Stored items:
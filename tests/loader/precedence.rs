use std::sync::Arc ;
use wasm_hotload::{ Engine, HostNamespace, IdentityName, ModuleLoader, UnitOrigin };
use crate::containers::MemoryContainer ;

const FRESH: &str = r#"(module (@custom "hotload.marker" "Fresh"))"# ;
const STALE: &str = r#"(module (@custom "hotload.marker" "Stale"))"# ;
const HOST: &str = r#"(module (@custom "hotload.marker" "Host"))"# ;

fn host( engine: &Engine ) -> Arc<HostNamespace> {
	Arc::new( HostNamespace::builder( engine )
		.define( "shared.Unit", HOST ).unwrap()
		.define( "host.Only", HOST ).unwrap()
		.build()
	)
}

#[test]
fn precedence_first_container_shadows_host() {

	let engine = Engine::default();
	let loader = ModuleLoader::new(
		&engine,
		vec![ MemoryContainer::new( "fresh" ).with_unit( "shared.Unit", FRESH ).boxed() ],
		host( &engine ),
	);

	let unit = loader.resolve( &IdentityName::new( "shared.Unit" ).unwrap() ).unwrap();
	assert!( unit.has_marker( "Fresh" ));
	assert!( !unit.has_marker( "Host" ));
	assert_eq!( unit.origin(), &UnitOrigin::Container( "fresh".into() ));

}

#[test]
fn precedence_earlier_container_wins() {

	let engine = Engine::default();
	let loader = ModuleLoader::new(
		&engine,
		vec![
			MemoryContainer::new( "first" ).with_unit( "shared.Unit", FRESH ).boxed(),
			MemoryContainer::new( "second" ).with_unit( "shared.Unit", STALE ).boxed(),
		],
		host( &engine ),
	);

	let unit = loader.resolve( &IdentityName::new( "shared.Unit" ).unwrap() ).unwrap();
	assert!( unit.has_marker( "Fresh" ));
	assert_eq!( unit.origin(), &UnitOrigin::Container( "first".into() ));

}

#[test]
fn precedence_host_answers_when_no_container_does() {

	let engine = Engine::default();
	let loader = ModuleLoader::new(
		&engine,
		vec![ MemoryContainer::new( "fresh" ).with_unit( "shared.Unit", FRESH ).boxed() ],
		host( &engine ),
	);

	let unit = loader.resolve( &IdentityName::new( "host.Only" ).unwrap() ).unwrap();
	assert!( unit.has_marker( "Host" ));
	assert_eq!( unit.origin(), &UnitOrigin::Host );
	// Host units are not registered as resolved by the loader.
	assert!( loader.registered( "host.Only" ).is_none() );

}

#[test]
fn precedence_registration_is_idempotent() {

	let engine = Engine::default();
	let loader = ModuleLoader::new(
		&engine,
		vec![ MemoryContainer::new( "fresh" ).with_unit( "shared.Unit", FRESH ).boxed() ],
		host( &engine ),
	);
	let name = IdentityName::new( "shared.Unit" ).unwrap();

	let first = loader.resolve( &name ).unwrap();
	let second = loader.resolve( &name ).unwrap();
	assert!( Arc::ptr_eq( &first, &second ));
	assert!( Arc::ptr_eq( &first, &loader.registered( "shared.Unit" ).unwrap() ));
	assert_eq!( loader.registered_units().len(), 1 );

}

#[test]
fn precedence_host_namespace_contents() {

	let engine = Engine::default();
	let host = host( &engine );
	assert_eq!( host.len(), 2 );
	assert!( !host.is_empty() );
	assert_eq!( host.units().map(| unit | unit.name().as_str() ).collect::<Vec<_>>(), vec![ "host.Only", "shared.Unit" ]);
	assert!( host.lookup( "nowhere.Unit" ).is_none() );

	let empty = HostNamespace::empty();
	assert_eq!( empty.len(), 0 );
	assert!( empty.is_empty() );

}
//! Discovery of source files beneath a source root.

use std::path::{ Path, PathBuf };
use pipe_trait::Pipe ;
use thiserror::Error ;

use crate::identity::{ IdentityError, IdentityName };
use crate::utils::PartialSuccess ;



/// A source file found by [`discover_sources`], together with the identity it compiles to.
///
/// Source units only live for the duration of one build; what survives is the
/// source path recorded on each compiled identity.
#[derive( Debug, Clone, PartialEq, Eq )]
pub struct SourceUnit {
	path: PathBuf,
	relative_path: PathBuf,
	identity: IdentityName,
}

impl SourceUnit {

	/// Absolute (or root-joined) path of the source file.
	#[inline] pub fn path( &self ) -> &Path { &self.path }

	/// Path relative to the source root.
	#[inline] pub fn relative_path( &self ) -> &Path { &self.relative_path }

	/// Identity derived from the relative path.
	#[inline] pub fn identity( &self ) -> &IdentityName { &self.identity }

}

/// Problems met during discovery that don't stop it.
#[derive( Debug, Error )]
pub enum DiscoveryIssue {
	/// A file with the source extension whose path can't be mapped to an identity.
	#[error( "Cannot derive an identity for '{}': {error}", path.display() )]
	InvalidIdentity { path: PathBuf, #[source] error: IdentityError },
	/// A directory below the root could not be listed; its contents are skipped.
	#[error( "Failed to read directory '{}': {error}", path.display() )]
	UnreadableDirectory { path: PathBuf, #[source] error: std::io::Error },
}

/// Recursively collects every regular file under `root` whose extension is
/// `extension`, sorted by relative path.
///
/// Symbolic links to files are followed; symbolic links to directories are not.
///
/// # Errors
/// Only if `root` itself cannot be read. Problems below the root are returned
/// alongside the discovered units.
pub fn discover_sources( root: &Path, extension: &str ) -> Result<PartialSuccess<Vec<SourceUnit>, DiscoveryIssue>, std::io::Error> {

	let mut units = Vec::new();
	let mut issues = Vec::new();
	let mut pending = vec![ PathBuf::new() ];
	let mut is_root = true ;

	while let Some( relative_dir ) = pending.pop() {

		let entries = match std::fs::read_dir( root.join( &relative_dir )) {
			Ok( entries ) => entries,
			Err( err ) if is_root => return Err( err ),
			Err( error ) => {
				issues.push( DiscoveryIssue::UnreadableDirectory { path: root.join( &relative_dir ), error });
				continue ;
			}
		};
		is_root = false ;

		for entry in entries {
			let entry = match entry {
				Ok( entry ) => entry,
				Err( error ) => {
					issues.push( DiscoveryIssue::UnreadableDirectory { path: root.join( &relative_dir ), error });
					continue ;
				}
			};
			let relative_path = relative_dir.join( entry.file_name() );
			let Ok( file_type ) = entry.file_type() else { continue };

			if file_type.is_dir() {
				pending.push( relative_path );
				continue ;
			}

			let is_file = file_type.is_file() || ( file_type.is_symlink() && entry.path().is_file() );
			let has_extension = relative_path.extension().and_then(| ext | ext.to_str() ) == Some( extension );
			if !is_file || !has_extension { continue }

			match IdentityName::from_relative_path( &relative_path, extension ) {
				Ok( identity ) => units.push( SourceUnit { path: entry.path(), relative_path, identity }),
				Err( error ) => issues.push( DiscoveryIssue::InvalidIdentity { path: entry.path(), error }),
			}
		}

	}

	units
		.pipe(| mut units | { units.sort_by( | a, b | a.relative_path.cmp( &b.relative_path )); units })
		.pipe(| units | Ok(( units, issues )))

}
#![cfg( unix )]

use std::sync::Arc ;
use std::time::{ Duration, Instant };
use wasm_hotload::{ BuildConfig, BuildPipeline, CompileError, CompilerConfig, Engine, ExternalCompiler, HostNamespace };
use crate::fixtures::{ names, write_tree };

fn pipeline( engine: &Engine, compiler: CompilerConfig ) -> BuildPipeline {
	let config = BuildConfig::default().with_compiler( compiler );
	BuildPipeline::from_config( engine, Arc::new( HostNamespace::empty() ), config ).unwrap()
}

#[test]
fn external_compiler_copies_text_units() {

	let engine = Engine::default();
	let output = tempfile::tempdir().unwrap();
	let compiler = CompilerConfig::new( "sh" ).with_args([ "-c", r#"cp "$0" "$1""#, "{source}", "{artifact}" ]);

	let result = pipeline( &engine, compiler ).build( &fixture_path!(), output.path() ).unwrap();
	assert!( result.is_clean() );
	assert_eq!( names( result.index().by_marker( "Tool" )), vec![ "a.Copied" ]);

}

#[test]
fn external_compiler_substitutes_placeholders() {

	let engine = Engine::default();
	let output = tempfile::tempdir().unwrap();
	let compiler = CompilerConfig::new( "sh" ).with_args([
		"-c",
		r#"test "$2" = "a.Copied" && test "$1" = "$3/a/Copied.wasm" && cp "$0" "$1""#,
		"{source}", "{artifact}", "{identity}", "{output}",
	]);

	let result = pipeline( &engine, compiler ).build( &fixture_path!(), output.path() ).unwrap();
	assert!( result.is_clean(), "{:?}", result.failed_sources() );

}

#[test]
fn external_compiler_failure_carries_diagnostic() {

	let engine = Engine::default();
	let output = tempfile::tempdir().unwrap();
	let compiler = CompilerConfig::new( "sh" ).with_args([ "-c", "echo 'syntax error at 1:1' >&2; exit 3" ]);

	let result = pipeline( &engine, compiler ).build( &fixture_path!(), output.path() ).unwrap();
	match result.failed_sources() {
		[ failure ] => match failure.error() {
			CompileError::Rejected { diagnostic, .. } => assert_eq!( diagnostic, "syntax error at 1:1" ),
			err => panic!( "Unexpected error: {}", err ),
		},
		failures => panic!( "Unexpected failures: {:?}", failures ),
	}

}

#[test]
fn external_compiler_timeout_fails_only_that_file() {

	let engine = Engine::default();
	let sources = tempfile::tempdir().unwrap();
	let output = tempfile::tempdir().unwrap();
	write_tree( sources.path(), &[( "a/Fast.src", "(module)" ), ( "a/Slow.src", "(module)" )]);
	let compiler = CompilerConfig::new( "sh" )
		.with_args([ "-c", r#"case "$0" in *Slow*) exec sleep 5 ;; esac; cp "$0" "$1""#, "{source}", "{artifact}" ])
		.with_timeout( Duration::from_millis( 200 ));

	let result = pipeline( &engine, compiler ).build( sources.path(), output.path() ).unwrap();
	assert_eq!( names( result.compiled_identities() ), vec![ "a.Fast" ]);
	match result.failed_sources() {
		[ failure ] => {
			assert_eq!( failure.identity().map(| name | name.as_str() ), Some( "a.Slow" ));
			assert_eq!( failure.error(), &CompileError::TimedOut( Duration::from_millis( 200 )));
		}
		failures => panic!( "Unexpected failures: {:?}", failures ),
	}

}

#[test]
fn external_compiler_missing_program() {

	let engine = Engine::default();
	let output = tempfile::tempdir().unwrap();
	let compiler = ExternalCompiler::new( "/nonexistent/compiler" );
	let pipeline = BuildPipeline::new( &engine, Arc::new( HostNamespace::empty() ), compiler, BuildConfig::default() );

	let result = pipeline.build( &fixture_path!(), output.path() ).unwrap();
	match result.failed_sources() {
		[ failure ] => assert!( matches!( failure.error(), CompileError::Spawn { .. })),
		failures => panic!( "Unexpected failures: {:?}", failures ),
	}

}

#[test]
fn external_compiler_rejected_artifact_is_discarded() {

	let engine = Engine::default();
	let output = tempfile::tempdir().unwrap();
	let compiler = CompilerConfig::new( "sh" ).with_args([ "-c", r#"cp "$0" "$1"; echo 'half done' >&2; exit 1"#, "{source}", "{artifact}" ]);

	let result = pipeline( &engine, compiler ).build( &fixture_path!(), output.path() ).unwrap();
	assert_eq!( result.failed_sources().len(), 1 );
	assert!( !output.path().join( "a" ).join( "Copied.wasm" ).exists() );
	assert!( result.index().get( "a.Copied" ).is_none() );

}

#[test]
fn external_compiler_timeout_kills_descendants() {

	let engine = Engine::default();
	let sources = tempfile::tempdir().unwrap();
	let output = tempfile::tempdir().unwrap();
	write_tree( sources.path(), &[( "a/Slow.src", "(module)" )]);
	// The sleep runs in a forked child holding the output pipes, not in the shell itself.
	let compiler = CompilerConfig::new( "sh" )
		.with_args([ "-c", r#"echo compiling; sleep 4; cp "$0" "$1"; echo done"#, "{source}", "{artifact}" ])
		.with_timeout( Duration::from_millis( 200 ));

	let started = Instant::now();
	let result = pipeline( &engine, compiler ).build( sources.path(), output.path() ).unwrap();
	assert!( started.elapsed() < Duration::from_secs( 3 ), "Build took {:?}", started.elapsed() );

	match result.failed_sources() {
		[ failure ] => assert_eq!( failure.error(), &CompileError::TimedOut( Duration::from_millis( 200 ))),
		failures => panic!( "Unexpected failures: {:?}", failures ),
	}
	assert!( result.compiled_identities().next().is_none() );
	assert!( !output.path().join( "a" ).join( "Slow.wasm" ).exists() );

}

**TASK DESCRIPTION:** Stop at the line containing "const STALE: &str". Please print exactly every line before it from the start of the records, plus that line itself, and nothing else.

**YOUR RESPONSE:**
filename tests/loader/precedence.rs
use std::sync::Arc ;
use wasm_hotload::{ Engine, HostNamespace, IdentityName, ModuleLoader, UnitOrigin };
use crate::containers::MemoryContainer ;

const FRESH: &str = r#"(module (@custom "hotload.marker" "Fresh"))"# ;
const STALE: &str = r#"(module (@custom "hotload.marker" "Stale"))"# ;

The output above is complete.